#### PROVIDED ENTRIES ####

//! Browser Cookie Injection
//!
//! Hands session cookies captured over the API to a browser session so a UI
//! test can start already logged in. The browser driver itself is external;
//! it only has to implement [`CookieSink`].

use crate::result::{ScopeError, ScopeResult};
use chrono::{Local, Months, TimeDelta};
use serde::{Deserialize, Serialize};

/// A cookie as a browser driver reads and writes it
#[derive(Debug, Clone, PartialEq, Eq, Serialize, Deserialize)]
pub struct BrowserCookie {
    /// Cookie name
    pub name: String,
    /// Cookie value
    pub value: String,
    /// Domain the cookie is scoped to
    pub domain: String,
    /// Path, `/` for everything the suite writes
    pub path: String,
    /// Expiry as a unix timestamp; `None` for a session cookie
    pub expires: Option<i64>,
    /// Hidden from page scripts
    pub http_only: bool,
    /// Sent over HTTPS only
    pub secure: bool,
    /// Cross-site policy
    pub same_site: SameSite,
}

impl BrowserCookie {
    /// Session cookie for the whole of `domain`
    #[must_use]
    pub fn new(name: &str, value: &str, domain: &str) -> Self {
        Self {
            name: name.to_string(),
            value: value.to_string(),
            domain: domain.to_string(),
            path: "/".to_string(),
            expires: None,
            http_only: false,
            secure: false,
            same_site: SameSite::Lax,
        }
    }

    /// Cookie the way the application itself sets it: valid for a year,
    /// readable by scripts, sent over plain HTTP, SameSite=Lax
    #[must_use]
    pub fn app_cookie(name: &str, value: &str, domain: &str) -> Self {
        Self {
            expires: Some(next_year_unix_timestamp()),
            ..Self::new(name, value, domain)
        }
    }
}

/// Same site cookie setting
#[derive(Debug, Clone, Copy, PartialEq, Eq, Serialize, Deserialize)]
pub enum SameSite {
    /// Strict same site
    Strict,
    /// Lax same site
    Lax,
    /// No same site restriction
    None,
}

/// Unix timestamp one calendar year from now
#[must_use]
pub fn next_year_unix_timestamp() -> i64 {
    let now = Local::now();
    now.checked_add_months(Months::new(12))
        .unwrap_or_else(|| now + TimeDelta::days(365))
        .timestamp()
}

/// Cookie surface of a browser session
pub trait CookieSink {
    /// Look up a cookie by name
    fn get_cookie(&self, name: &str) -> ScopeResult<Option<BrowserCookie>>;

    /// Delete a cookie by name
    fn delete_cookie(&mut self, name: &str) -> ScopeResult<()>;

    /// Add a cookie
    fn add_cookie(&mut self, cookie: BrowserCookie) -> ScopeResult<()>;
}

/// Push cookies into a browser session.
///
/// Entries without a value are skipped. A cookie already present under the
/// same name is deleted before the new one is added. Returns how many
/// cookies were written.
///
/// # Errors
///
/// Propagates the first driver failure.
pub fn inject_cookies<I, K, V>(
    sink: &mut dyn CookieSink,
    cookies: I,
    domain: &str,
) -> ScopeResult<usize>
where
    I: IntoIterator<Item = (K, Option<V>)>,
    K: AsRef<str>,
    V: AsRef<str>,
{
    let mut written = 0;
    for (name, value) in cookies {
        let Some(value) = value else { continue };
        let name = name.as_ref();
        if name.is_empty() {
            return Err(ScopeError::BrowserCookie {
                message: "cookie name must not be empty".to_string(),
            });
        }

        if sink.get_cookie(name)?.is_some() {
            sink.delete_cookie(name)?;
        }
        sink.add_cookie(BrowserCookie::app_cookie(name, value.as_ref(), domain))?;
        written += 1;
    }
    tracing::debug!(written, domain, "cookies injected into browser");
    Ok(written)
}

####

• **TO DO**
Please copy every line of the data that carries the string "Months".

• **TASK RESULT**
use chrono::{Local, Months, TimeDelta};
    now.checked_add_months(Months::new(12))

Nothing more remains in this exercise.